Program

Digital Humanities: Digital Humanities Advancement Grants

Period of Performance

9/1/2017 - 8/31/2021

Funding Totals

$325,000.00 (approved)
$301,941.98 (awarded)


Text in Situ: Reasoning about Visual Information in the Computational Analysis of Books

FAIN: HAA-256044-17

Carnegie Mellon University (Pittsburgh, PA 15213-3815)
Taylor Berg-Kirkpatrick (Project Director: January 2017 to March 2025)
David Bamman (Co Project Director: May 2017 to March 2025)

Participating institutions:
Carnegie Mellon University (Pittsburgh, PA) - Applicant/Recipient
Regents of the University of California, Berkeley (Berkeley, CA) - Participating Institution

Implementation of three studies and creation of software tools that computationally analyze visual information about printed books. Partners include the Folger Shakespeare Library and the HathiTrust Research Center.

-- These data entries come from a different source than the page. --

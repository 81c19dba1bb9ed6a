//! 记录处理流程 - 流程层
//!
//! 核心职责：定义"一行"的完整处理流程
//!
//! 状态顺序：
//! Pending → Compiling → AwaitingResponse → Completed | Failed

use tracing::{debug, warn};

use crate::models::competency::BandProfile;
use crate::models::record::CandidateRecord;
use crate::services::{PromptCompiler, SummaryGenerator};
use crate::workflow::record_ctx::RecordCtx;

/// 单条记录的状态
#[derive(Debug, Clone, Copy, PartialEq, Eq)]
pub enum RecordState {
    Pending,
    Compiling,
    AwaitingResponse,
    Completed,
    Failed,
}

impl RecordState {
    pub fn is_terminal(self) -> bool {
        matches!(self, RecordState::Completed | RecordState::Failed)
    }
}

/// 单条记录的处理结果
#[derive(Debug, Clone, PartialEq, Eq)]
pub enum RecordOutcome {
    /// 生成成功
    Completed { text: String },
    /// 调用失败，`text` 为可导出的错误说明
    Failed { text: String },
}

impl RecordOutcome {
    /// 写入结果列的文本（成功或错误都一样导出）
    pub fn text(&self) -> &str {
        match self {
            RecordOutcome::Completed { text } | RecordOutcome::Failed { text } => text,
        }
    }

    pub fn is_failed(&self) -> bool {
        matches!(self, RecordOutcome::Failed { .. })
    }

    pub fn state(&self) -> RecordState {
        match self {
            RecordOutcome::Completed { .. } => RecordState::Completed,
            RecordOutcome::Failed { .. } => RecordState::Failed,
        }
    }
}

/// 记录处理流程
///
/// - 编排 编译 → 调用 → 收集 的过程
/// - 调用失败就地转为错误文本，不向上传播
/// - 不持有任何资源，只借用编译器和生成能力
pub struct RecordFlow<'a, G: SummaryGenerator + ?Sized> {
    compiler: &'a PromptCompiler,
    generator: &'a G,
    verbose_logging: bool,
}

impl<'a, G: SummaryGenerator + ?Sized> RecordFlow<'a, G> {
    pub fn new(compiler: &'a PromptCompiler, generator: &'a G, verbose_logging: bool) -> Self {
        Self {
            compiler,
            generator,
            verbose_logging,
        }
    }

    /// 处理一条记录
    ///
    /// `on_state` 在每次状态切换时被调用。
    pub async fn run(
        &self,
        record: &CandidateRecord,
        ctx: &RecordCtx,
        mut on_state: impl FnMut(RecordState),
    ) -> RecordOutcome {
        if self.verbose_logging {
            self.log_profile(ctx, record);
        }

        on_state(RecordState::Compiling);
        let prompt = self.compiler.compile(record);
        debug!("{} 提示词长度: {} 字符", ctx, prompt.len());

        on_state(RecordState::AwaitingResponse);
        let outcome = match self.generator.generate(&prompt).await {
            Ok(text) => RecordOutcome::Completed { text },
            Err(e) => {
                warn!("{} ❌ 生成失败: {}", ctx, e);
                RecordOutcome::Failed {
                    text: format!("Error generating summary for {}: {}", ctx.name, e),
                }
            }
        };

        on_state(outcome.state());
        outcome
    }

    fn log_profile(&self, ctx: &RecordCtx, record: &CandidateRecord) {
        let profile = BandProfile::of(record);
        for (column, band) in &profile.bands {
            debug!("{}   {}: {}", ctx, column, band);
        }
        debug!("{} 优势候选: {}", ctx, profile.strengths.join(", "));
        debug!("{} 待发展候选: {}", ctx, profile.development_areas.join(", "));
    }
}

#[cfg(test)]
mod tests {
    use super::*;
    use crate::error::GenerationError;
    use crate::models::worked_examples;
    use async_trait::async_trait;

    struct Echo;

    #[async_trait]
    impl SummaryGenerator for Echo {
        async fn generate(&self, prompt: &str) -> Result<String, GenerationError> {
            Ok(format!("len={}", prompt.len()))
        }
    }

    struct AlwaysEmpty;

    #[async_trait]
    impl SummaryGenerator for AlwaysEmpty {
        async fn generate(&self, _prompt: &str) -> Result<String, GenerationError> {
            Err(GenerationError::EmptyContent {
                model: "test-model".to_string(),
            })
        }
    }

    #[tokio::test]
    async fn test_success_walks_all_states() {
        let compiler = PromptCompiler::new();
        let flow = RecordFlow::new(&compiler, &Echo, true);
        let record = worked_examples::DIPSY.to_record();
        let ctx = RecordCtx::new(0, 1, "Dipsy".to_string());

        let mut states = Vec::new();
        let outcome = flow.run(&record, &ctx, |s| states.push(s)).await;

        let expected_len = compiler.compile(&record).len();
        assert_eq!(outcome, RecordOutcome::Completed { text: format!("len={}", expected_len) });
        assert_eq!(
            states,
            vec![RecordState::Compiling, RecordState::AwaitingResponse, RecordState::Completed]
        );
    }

    #[tokio::test]
    async fn test_failure_becomes_error_text() {
        let compiler = PromptCompiler::new();
        let flow = RecordFlow::new(&compiler, &AlwaysEmpty, false);
        let record = worked_examples::PO.to_record();
        let ctx = RecordCtx::new(0, 1, "Po".to_string());

        let mut last = RecordState::Pending;
        let outcome = flow.run(&record, &ctx, |s| last = s).await;

        assert!(outcome.is_failed());
        assert_eq!(last, RecordState::Failed);
        assert!(last.is_terminal());
        assert_eq!(
            outcome.text(),
            "Error generating summary for Po: model test-model returned no text"
        );
    }
}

While humanistic inquiry traditionally involves synthesizing a rich set of contextual information, computational approaches to text analysis introduce several forms of simplification, beginning from the initial act of digitization. In this work, we advocate for an alternative that seeks to reason about text within a rich material context: as ink on paper. We propose new computational approaches to three tasks: using visual information about the physical layout of pages to segment the document structure of books in the HathiTrust; reconstructing lacunae (physical gaps in the medium of writing), and attributing and identifying compositors from visual cues in typesetting (using Shakespeare’s First Folio). Our core unifying principle is reasoning about text holistically—awareness of a text’s rich material context can not only shape the historical questions we ask of large-scale book corpora, but can also be informative for traditional tasks that text alone has been used to answer.